Now of course I am not suggesting that we shouldn't treat alcoholism or punish violent offenders simply because there may be a genetic basis for such behaviour, but it does suggest to me that we should approach such topics with the same degree of compassion, understanding and realism that Steve Fielding would have us approach his minor learning disability with. Just as we should not leap to prejudiced conclusions about someone who has difficulties with spelling, we should also not leap to prejudiced conlcusions about people who abuse alcohol or commit crimes. When Fielding advocates tougher sentencing for criminals, or depriving gays of equal rights, he is really just making the erroneous assumption that people act the way they do as a consequence of choices that they have freely made. The possibility that there are any circumstances which may exist beyond the control of these individuals which may account for the kind of behaviour he wishes to morally censure just doesn't cross his mind. He lives in a simple, Christian fundamentalist world of good and evil and the godless philosophy of biological determinism is only to be invoked where personally convenient.
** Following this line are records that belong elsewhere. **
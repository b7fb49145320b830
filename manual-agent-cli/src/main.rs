//! Owner's-manual assistant binary: one-shot with `-m`, otherwise an interactive session.

use std::io::Write;

use clap::Parser;
use manual_agent_cli::{
    build_runner, init_tracing, run_turn, session_summary, Error, RunConfig, RunOptions,
};

#[derive(Parser, Debug)]
#[command(name = "manual-agent")]
#[command(about = "Ask questions about your vehicle's owner's manual")]
struct Args {
    /// Ask one question and exit.
    #[arg(short, long, value_name = "TEXT")]
    message: Option<String>,

    /// Session id; the conversation continues across runs with the same id and --db-path.
    #[arg(long, value_name = "ID")]
    thread_id: Option<String>,

    /// Plain-text export of the owner's manual (pages separated by form feeds).
    #[arg(long, value_name = "PATH")]
    manual: Option<String>,

    /// SQLite file for sessions (in memory when omitted).
    #[arg(long, value_name = "PATH")]
    db_path: Option<String>,

    /// Ask before running tool calls.
    #[arg(long)]
    approve_tools: bool,

    /// Log node enter/exit and token usage to stderr.
    #[arg(short, long)]
    verbose: bool,

    /// Context budget in tokens.
    #[arg(long, value_name = "TOKENS")]
    context_limit: Option<u64>,
}

impl Args {
    fn to_run_options(&self) -> RunOptions {
        RunOptions {
            thread_id: self.thread_id.clone(),
            manual_path: self.manual.clone(),
            db_path: self.db_path.clone(),
            approve_tools: self.approve_tools,
            verbose: self.verbose,
            context_limit: self.context_limit,
        }
    }
}

const QUIT_WORDS: [&str; 3] = ["quit", "exit", "q"];

fn print_welcome(config: &RunConfig) {
    let rule = "=".repeat(70);
    println!("{}", rule);
    println!("{} Expert Assistant", config.domain);
    println!("{}", rule);
    println!("Ask me anything about your {}!", config.domain);
    if config.approve_tools {
        println!("   [You will be asked to approve tool calls]");
    }
    println!("\nType 'quit' to exit");
    println!("{}", rule);
}

async fn interactive(runner: &manual_agent::TurnRunner, config: &RunConfig) -> Result<(), Error> {
    print_welcome(config);
    loop {
        print!("\nYou: ");
        std::io::stdout().flush()?;
        let Some(line) = manual_agent_cli::read_stdin_line().await? else {
            break;
        };
        let input = line.trim();
        if input.is_empty() {
            continue;
        }
        if QUIT_WORDS.contains(&input.to_lowercase().as_str()) {
            break;
        }
        match run_turn(runner, input).await {
            Ok(reply) => println!("\nAssistant: {}", reply),
            Err(e) => eprintln!("error: {}", e),
        }
    }
    if let Some(state) = runner.load_session().await? {
        println!("{}", session_summary(&state));
    }
    println!("\nGoodbye!");
    Ok(())
}

#[tokio::main]
async fn main() -> Result<(), Error> {
    dotenv::dotenv().ok();
    let args = Args::parse();

    let mut config = RunConfig::from_env()?;
    config.apply_options(&args.to_run_options());
    init_tracing(config.verbose);

    let runner = build_runner(&config).await?;

    match &args.message {
        Some(message) => match run_turn(&runner, message).await {
            Ok(reply) => println!("Assistant: {}", reply),
            Err(e) => {
                eprintln!("error: {}", e);
                std::process::exit(1);
            }
        },
        None => interactive(&runner, &config).await?,
    }
    Ok(())
}
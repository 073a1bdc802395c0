//! Interactive heightfield sculpting.
//!
//! A [`TerrainSculptor`] owns a regular grid mesh and raises or lowers it
//! around a world-space pick point with a linear, square falloff. Picking and
//! display stay outside: a [`PickSource`] supplies the point and a
//! [`MeshConsumer`] receives the updated geometry.

pub mod error;
pub mod heightmap;
pub mod meshing;
pub mod pick;
pub mod sculpt;
pub mod settings;

pub use error::SculptError;
pub use heightmap::HeightMap;
pub use meshing::{HeightfieldMesh, MeshConsumer, MeshView};
pub use pick::{intersect_heightfield, PickSource};
pub use sculpt::{GridCoord, RaiseDirection, SculptOutcome, TerrainSculptor};
pub use settings::{NormalMethod, SculptSettings, TerrainConfig};
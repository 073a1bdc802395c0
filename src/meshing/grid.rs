use bevy::{log::debug, prelude::Vec3};
use ndarray::Array2;

use super::MeshView;
use crate::{
    error::{Result, SculptError},
    settings::NormalMethod,
    HeightMap,
};

/// Regular N×N grid mesh whose vertices only move along Y.
///
/// Vertex `row * N + col` sits at `(col * cell_size, height, row * cell_size)`.
/// Each cell is split into two triangles wound so that a flat cell's face
/// normal points along local `-Y`; the terrain is shown rolled over by
/// [`TerrainSculptor::placement`](crate::sculpt::TerrainSculptor::placement).
#[derive(Clone, Debug)]
pub struct HeightfieldMesh {
    vertex_size: usize,
    cell_size: f32,
    normal_method: NormalMethod,
    vertices: Vec<Vec3>,
    triangles: Vec<u32>,
    normals: Vec<Vec3>,
}

impl HeightfieldMesh {
    pub fn new(vertex_size: usize, cell_size: f32) -> Result<Self> {
        Self::with_normal_method(vertex_size, cell_size, NormalMethod::default())
    }

    pub fn with_normal_method(
        vertex_size: usize,
        cell_size: f32,
        normal_method: NormalMethod,
    ) -> Result<Self> {
        if vertex_size < 2 {
            return Err(SculptError::configuration(format!(
                "grid needs at least 2 vertices per side, got {vertex_size}"
            )));
        }
        if !cell_size.is_finite() || cell_size <= 0. {
            return Err(SculptError::configuration(format!(
                "cell size must be positive and finite, got {cell_size}"
            )));
        }
        let vertex_count = vertex_size
            .checked_mul(vertex_size)
            .filter(|&count| u32::try_from(count).is_ok())
            .ok_or_else(|| {
                SculptError::configuration(format!(
                    "{vertex_size}x{vertex_size} vertices can't be addressed with u32 indices"
                ))
            })?;

        let mut vertices = Vec::with_capacity(vertex_count);
        let mut triangles = Vec::with_capacity((vertex_size - 1) * (vertex_size - 1) * 6);
        let n = vertex_size as u32;

        for row in 0..vertex_size {
            for col in 0..vertex_size {
                vertices.push(Vec3::new(col as f32, 0., row as f32) * cell_size);

                if row < vertex_size - 1 && col < vertex_size - 1 {
                    let v = (row * vertex_size + col) as u32;
                    triangles.extend([v, v + n + 1, v + n]);
                    triangles.extend([v, v + 1, v + n + 1]);
                }
            }
        }

        let mut mesh = Self {
            vertex_size,
            cell_size,
            normal_method,
            vertices,
            triangles,
            normals: vec![Vec3::NEG_Y; vertex_count],
        };
        mesh.recalculate_normals();

        debug!(
            "built {vertex_size}x{vertex_size} heightfield ({} triangles, cell size {cell_size}, {:?} normals)",
            mesh.triangle_count(),
            mesh.normal_method()
        );

        Ok(mesh)
    }

    pub fn vertex_size(&self) -> usize {
        self.vertex_size
    }

    pub fn cell_size(&self) -> f32 {
        self.cell_size
    }

    pub fn normal_method(&self) -> NormalMethod {
        self.normal_method
    }

    pub fn vertex_count(&self) -> usize {
        self.vertices.len()
    }

    pub fn triangle_count(&self) -> usize {
        self.triangles.len() / 3
    }

    pub fn height(&self, index: usize) -> f32 {
        self.vertices[index].y
    }

    /// Caller guarantees `index < vertex_count()`.
    pub fn set_height(&mut self, index: usize, height: f32) {
        self.vertices[index].y = height;
    }

    /// Copy of the height channel as a `[[row, col]]` grid.
    pub fn height_map(&self) -> HeightMap {
        let n = self.vertex_size;
        HeightMap(Array2::from_shape_fn((n, n), |(row, col)| {
            self.vertices[row * n + col].y
        }))
    }

    /// Rebuilds every vertex normal from the current heights. Must run after
    /// a batch of [`set_height`](Self::set_height) calls before the mesh is
    /// emitted.
    pub fn recalculate_normals(&mut self) {
        match self.normal_method {
            NormalMethod::AreaWeighted => self.area_weighted_normals(),
            NormalMethod::CentralDifference => self.central_difference_normals(),
        }
    }

    fn area_weighted_normals(&mut self) {
        self.normals.fill(Vec3::ZERO);

        // The cross product's length is twice the triangle area, so summing
        // unnormalized face normals weights them by area.
        for tri in self.triangles.chunks_exact(3) {
            let [i0, i1, i2] = [tri[0] as usize, tri[1] as usize, tri[2] as usize];
            let p0 = self.vertices[i0];
            let face_normal = (self.vertices[i1] - p0).cross(self.vertices[i2] - p0);
            self.normals[i0] += face_normal;
            self.normals[i1] += face_normal;
            self.normals[i2] += face_normal;
        }

        for normal in &mut self.normals {
            *normal = normal.try_normalize().unwrap_or(Vec3::NEG_Y);
        }
    }

    fn central_difference_normals(&mut self) {
        let heights = self.height_map();
        let n = self.vertex_size;

        for row in 0..n {
            for col in 0..n {
                self.normals[row * n + col] = heights.normal_at(row, col, self.cell_size);
            }
        }
    }

    pub fn emit(&self) -> MeshView<'_> {
        MeshView {
            vertices: &self.vertices,
            indices: &self.triangles,
            normals: &self.normals,
        }
    }
}
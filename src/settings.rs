use std::ops::RangeInclusive;

use crate::error::{Result, SculptError};

/// Range the brush strength is kept in by interactive controls.
pub const AMOUNT_RANGE: RangeInclusive<f32> = 0.005..=1.0;
/// Range the brush radius is kept in by interactive controls.
pub const RADIUS_RANGE: RangeInclusive<u32> = 1..=10;

#[derive(Clone, Copy, Debug, Default, PartialEq, Eq)]
pub enum NormalMethod {
    /// Sum of the unnormalized face normals around each vertex.
    #[default]
    AreaWeighted,
    /// Central differences over the height grid.
    CentralDifference,
}

/// Fixed layout of the sculpted grid.
#[derive(Clone, Copy, Debug, PartialEq)]
pub struct TerrainConfig {
    pub vertex_size: usize,
    pub cell_size: f32,
    pub normal_method: NormalMethod,
}

impl Default for TerrainConfig {
    fn default() -> Self {
        Self {
            vertex_size: 200,
            cell_size: 0.5,
            normal_method: NormalMethod::default(),
        }
    }
}

/// Brush parameters owned by whoever drives the sculptor.
///
/// Setters reject values the sculptor can't use; the `nudge_*` helpers are
/// for interactive controls and clamp into [`AMOUNT_RANGE`] / [`RADIUS_RANGE`].
#[derive(Clone, Copy, Debug, PartialEq)]
pub struct SculptSettings {
    amount: f32,
    radius: u32,
}

impl Default for SculptSettings {
    fn default() -> Self {
        Self {
            amount: 0.05,
            radius: 4,
        }
    }
}

impl SculptSettings {
    pub fn new(amount: f32, radius: u32) -> Result<Self> {
        let mut settings = Self::default();
        settings.set_amount(amount)?;
        settings.set_radius(radius)?;
        Ok(settings)
    }

    pub fn amount(&self) -> f32 {
        self.amount
    }

    pub fn radius(&self) -> u32 {
        self.radius
    }

    pub fn set_amount(&mut self, amount: f32) -> Result<()> {
        validate_amount(amount)?;
        self.amount = amount;
        Ok(())
    }

    pub fn set_radius(&mut self, radius: u32) -> Result<()> {
        validate_radius(radius)?;
        self.radius = radius;
        Ok(())
    }

    /// Scales the amount by `factor`, clamped to [`AMOUNT_RANGE`].
    pub fn nudge_amount(&mut self, factor: f32) {
        let scaled = self.amount * factor;
        if scaled.is_finite() {
            self.amount = scaled.clamp(*AMOUNT_RANGE.start(), *AMOUNT_RANGE.end());
        }
    }

    /// Steps the radius by `step`, clamped to [`RADIUS_RANGE`].
    pub fn nudge_radius(&mut self, step: i32) {
        let stepped = self.radius as i64 + step as i64;
        self.radius = stepped.clamp(*RADIUS_RANGE.start() as i64, *RADIUS_RANGE.end() as i64) as u32;
    }
}

pub(crate) fn validate_amount(amount: f32) -> Result<()> {
    if !amount.is_finite() || amount <= 0. {
        return Err(SculptError::parameter(
            "amount",
            format!("must be a positive finite number, got {amount}"),
        ));
    }
    Ok(())
}

pub(crate) fn validate_radius(radius: u32) -> Result<()> {
    if radius < 1 {
        return Err(SculptError::parameter("radius", "must be at least 1"));
    }
    Ok(())
}
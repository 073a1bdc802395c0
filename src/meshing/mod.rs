mod grid;

pub use grid::HeightfieldMesh;

use bevy::{
    prelude::*,
    render::{mesh::Indices, render_resource::PrimitiveTopology},
};

/// Borrowed snapshot of a [`HeightfieldMesh`], valid until its next mutation.
#[derive(Clone, Copy, Debug)]
pub struct MeshView<'a> {
    pub vertices: &'a [Vec3],
    pub indices: &'a [u32],
    pub normals: &'a [Vec3],
}

impl MeshView<'_> {
    pub fn into_render_mesh(self) -> Mesh {
        let mut mesh = Mesh::new(PrimitiveTopology::TriangleList);
        mesh.consume(self);
        mesh
    }
}

/// Receives the terrain geometry after every edit, e.g. to upload it for
/// display.
pub trait MeshConsumer {
    fn consume(&mut self, view: MeshView<'_>);
}

impl MeshConsumer for Mesh {
    fn consume(&mut self, view: MeshView<'_>) {
        self.insert_attribute(Mesh::ATTRIBUTE_POSITION, view.vertices.to_vec());
        self.insert_attribute(Mesh::ATTRIBUTE_NORMAL, view.normals.to_vec());

        // Topology never changes after construction.
        if self.indices().map_or(true, |i| i.len() != view.indices.len()) {
            self.set_indices(Some(Indices::U32(view.indices.to_vec())));
        }
    }
}
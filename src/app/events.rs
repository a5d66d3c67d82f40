//! Outbound device events.
//!
//! The [`DeviceController`](super::service::DeviceController) emits these
//! through the [`EventSink`](super::ports::EventSink) port.  Adapters on
//! the other side decide what to do with them: log to the console, pulse
//! an emitter, update a display.

use heapless::Vec;

use crate::fsm::DeviceState;
use crate::protocol::{Frame, MAX_PULSES, Pulse, Side};
use crate::time::Millis;

/// Structured events emitted by the controller.
#[derive(Debug, Clone, PartialEq, Eq)]
pub enum DeviceEvent {
    /// The controller was created (carries initial state).
    Started(DeviceState),

    /// The FSM moved between states.
    StateChanged {
        from: DeviceState,
        to: DeviceState,
        /// Milliseconds spent in `from`.
        after_ms: Millis,
    },

    /// A fire sequence completed; `frame` is the word to transmit and
    /// `pulses` its emitter timing under the configured bin/pulse widths.
    ShotFired {
        shot: u32,
        protocol_id: u8,
        frame: Frame,
        pulses: Vec<Pulse, MAX_PULSES>,
    },

    /// A confirmation was registered for `shot`.
    Confirmed { shot: u32, auto: bool },

    /// A manual confirmation arrived after the window closed.
    ConfirmMissed { shot: u32 },

    /// Protocol or side selection changed.
    SelectionChanged { protocol_index: usize, side: Side },
}
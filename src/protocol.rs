//! Protocol registry and 11-bit MILES frames.
//!
//! Each registry entry pairs a display name with an 11-bit code word.
//! When the device fires, the active entry's code is copied into a
//! [`Frame`], the team bit is patched for the selected [`Side`], and the
//! frame is expanded into an on/off [`Pulse`] train for the emitter.
//!
//! ```text
//!  bit:    0   1   2   3   4   5   6   7   8   9   10
//!        ┌───┬───┬───┬───┬───┬───┬───┬───┬───┬───┬───┐
//!        │ 1 │ 1 │ 0 │ 0 │ 0 │ S │ 0 │ 1 │ 1 │ 0 │ 1 │   S = side bit
//!        └───┴───┴───┴───┴───┴───┴───┴───┴───┴───┴───┘
//!  bin:  |<-- bin_us -->|
//!   '1': ▔▔▔▔▔▔▁▁▁▁▁▁   pulse_us high, rest low
//!   '0': ▁▁▁▁▁▁▁▁▁▁▁▁   low for the whole bin
//! ```

use core::fmt;

use heapless::{String, Vec};
use serde::{Deserialize, Serialize};

use crate::error::ConfigError;

/// Number of bins in a MILES code word.
pub const FRAME_BITS: usize = 11;

/// Fixed registry capacity.
pub const MAX_PROTOCOLS: usize = 8;

/// Longest protocol name (bytes) the registry stores inline.
pub const MAX_NAME_LEN: usize = 32;

/// Upper bound on segments in a pulse train (one high + one low per bin).
pub const MAX_PULSES: usize = FRAME_BITS * 2;

// ---------------------------------------------------------------------------
// Side
// ---------------------------------------------------------------------------

/// Team selector encoded into the frame's side bit.
#[derive(Debug, Clone, Copy, PartialEq, Eq, Default, Serialize, Deserialize)]
pub enum Side {
    #[default]
    Blufor,
    Opfor,
}

impl Side {
    pub fn toggled(self) -> Self {
        match self {
            Self::Blufor => Self::Opfor,
            Self::Opfor => Self::Blufor,
        }
    }

    pub fn label(self) -> &'static str {
        match self {
            Self::Blufor => "BLUFOR",
            Self::Opfor => "OPFOR",
        }
    }
}

// ---------------------------------------------------------------------------
// Frame
// ---------------------------------------------------------------------------

/// An 11-bit MILES word.  Bit `i` of the inner value is bin `i`.
#[derive(Debug, Clone, Copy, PartialEq, Eq, Default)]
pub struct Frame(u16);

impl Frame {
    const MASK: u16 = (1 << FRAME_BITS) - 1;

    /// Build a frame from a per-bin pattern.  Any non-zero entry is a `1`.
    pub fn from_pattern(pattern: &[u8; FRAME_BITS]) -> Self {
        let bits = pattern
            .iter()
            .enumerate()
            .filter(|&(_, &b)| b != 0)
            .fold(0u16, |acc, (i, _)| acc | (1 << i));
        Self(bits)
    }

    /// Raw bits, bin 0 in the least significant position.
    pub fn bits(self) -> u16 {
        self.0 & Self::MASK
    }

    pub fn bit(self, index: usize) -> bool {
        index < FRAME_BITS && self.0 & (1 << index) != 0
    }

    /// Return a copy with bin `index` forced to `value`.  Indices past the
    /// end of the frame leave it untouched.
    pub fn with_bit(self, index: usize, value: bool) -> Self {
        if index >= FRAME_BITS {
            return self;
        }
        if value {
            Self(self.0 | (1 << index))
        } else {
            Self(self.0 & !(1 << index))
        }
    }

    /// Patch the team bit: set for OPFOR, cleared for BLUFOR.
    pub fn with_side(self, side: Side, side_bit_index: usize) -> Self {
        self.with_bit(side_bit_index, side == Side::Opfor)
    }

    /// Expand the frame into emitter segments.  Consecutive low segments
    /// are merged so the train alternates levels.
    pub fn pulse_train(self, bin_us: u32, pulse_us: u32) -> Vec<Pulse, MAX_PULSES> {
        let mut train: Vec<Pulse, MAX_PULSES> = Vec::new();
        let pulse_us = pulse_us.min(bin_us);

        for i in 0..FRAME_BITS {
            if self.bit(i) {
                push_segment(&mut train, true, pulse_us);
                push_segment(&mut train, false, bin_us - pulse_us);
            } else {
                push_segment(&mut train, false, bin_us);
            }
        }
        train
    }
}

fn push_segment(train: &mut Vec<Pulse, MAX_PULSES>, high: bool, duration_us: u32) {
    if duration_us == 0 {
        return;
    }
    if let Some(last) = train.last_mut() {
        if last.high == high {
            last.duration_us += duration_us;
            return;
        }
    }
    // Segments alternate, so at most two per bin: capacity cannot overflow.
    let _ = train.push(Pulse { high, duration_us });
}

impl fmt::Display for Frame {
    fn fmt(&self, f: &mut fmt::Formatter<'_>) -> fmt::Result {
        for i in 0..FRAME_BITS {
            f.write_str(if self.bit(i) { "1" } else { "0" })?;
        }
        Ok(())
    }
}

/// One emitter segment: drive the output `high` or low for `duration_us`.
#[derive(Debug, Clone, Copy, PartialEq, Eq)]
pub struct Pulse {
    pub high: bool,
    pub duration_us: u32,
}

// ---------------------------------------------------------------------------
// Registry
// ---------------------------------------------------------------------------

/// Serialisable protocol definition, as it appears in configuration.
#[derive(Debug, Clone, PartialEq, Eq, Serialize, Deserialize)]
pub struct ProtocolSpec {
    pub id: u8,
    pub name: std::string::String,
    pub code: [u8; FRAME_BITS],
}

impl ProtocolSpec {
    pub fn new(id: u8, name: &str, code: [u8; FRAME_BITS]) -> Self {
        Self {
            id,
            name: name.into(),
            code,
        }
    }
}

/// The stock code table shipped with the device.
pub fn stock_protocols() -> std::vec::Vec<ProtocolSpec> {
    vec![
        ProtocolSpec::new(0, "Universal Kill (Basic)", [1, 1, 0, 0, 0, 1, 0, 1, 1, 0, 1]),
        ProtocolSpec::new(1, "Player ID 001", [1, 0, 0, 1, 0, 0, 1, 1, 0, 1, 0]),
        ProtocolSpec::new(2, "Player ID 002", [1, 0, 1, 1, 0, 0, 1, 0, 1, 1, 0]),
        ProtocolSpec::new(3, "Pause/Reset", [1, 1, 0, 0, 0, 1, 0, 1, 0, 1, 1]),
        ProtocolSpec::new(4, "End Exercise", [1, 1, 0, 0, 0, 1, 1, 1, 1, 1, 0]),
    ]
}

/// A registry row with its name and code stored inline.
#[derive(Debug, Clone, PartialEq, Eq)]
pub struct ProtocolEntry {
    pub id: u8,
    pub name: String<MAX_NAME_LEN>,
    pub code: Frame,
}

/// Ordered, non-empty, fixed-capacity list of protocols.
#[derive(Debug, Clone)]
pub struct ProtocolRegistry {
    entries: Vec<ProtocolEntry, MAX_PROTOCOLS>,
}

impl ProtocolRegistry {
    /// Build the registry.  An empty list is a fatal configuration error.
    pub fn from_specs(specs: &[ProtocolSpec]) -> Result<Self, ConfigError> {
        if specs.is_empty() {
            return Err(ConfigError::NoProtocols);
        }
        if specs.len() > MAX_PROTOCOLS {
            return Err(ConfigError::TooManyProtocols {
                count: specs.len(),
                max: MAX_PROTOCOLS,
            });
        }

        let mut entries = Vec::new();
        for spec in specs {
            let name = String::try_from(spec.name.as_str())
                .map_err(|()| ConfigError::ValidationFailed("protocol name longer than 32 bytes"))?;
            let entry = ProtocolEntry {
                id: spec.id,
                name,
                code: Frame::from_pattern(&spec.code),
            };
            entries
                .push(entry)
                .map_err(|_| ConfigError::TooManyProtocols {
                    count: specs.len(),
                    max: MAX_PROTOCOLS,
                })?;
        }
        Ok(Self { entries })
    }

    /// Number of entries (always at least one).
    pub fn len(&self) -> usize {
        self.entries.len()
    }

    pub fn is_empty(&self) -> bool {
        self.entries.is_empty()
    }

    /// Entry at `index`, wrapping into range.
    pub fn get(&self, index: usize) -> &ProtocolEntry {
        &self.entries[index % self.entries.len()]
    }

    /// Index following `index`, wrapping to the start.
    pub fn next_index(&self, index: usize) -> usize {
        (index + 1) % self.entries.len()
    }

    pub fn iter(&self) -> impl Iterator<Item = &ProtocolEntry> {
        self.entries.iter()
    }
}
But the most frustrating thing is that Fielding's disorder doesn't seem to have brought him the degree of humility in making judgements that it probably should. There is, of course, nothing inherently wrong about being unable to spell or pronounce the word "fiscal", but it makes Fielding's vainglorious grandstanding on any number of fiscal issues (particularly the stimulus package) all the more outrageous. A man with a learning disorder should act with the understanding that his comprehension of a given issue may be hampered for reasons completely beyond his control, meaning he should probably think twice before boasting with unchecked certainty that the world's scientists have "yet to prove that man made carbon dioxide emissions are the main driver behind climate change". One can certainly forgive a man the occasional slip of the tongue, but one cannot so easily forgive such a man when he is prone to such displays of hubris and ideological rigidity.

One more year until we get to vote the donut dhimwitt dimwit out.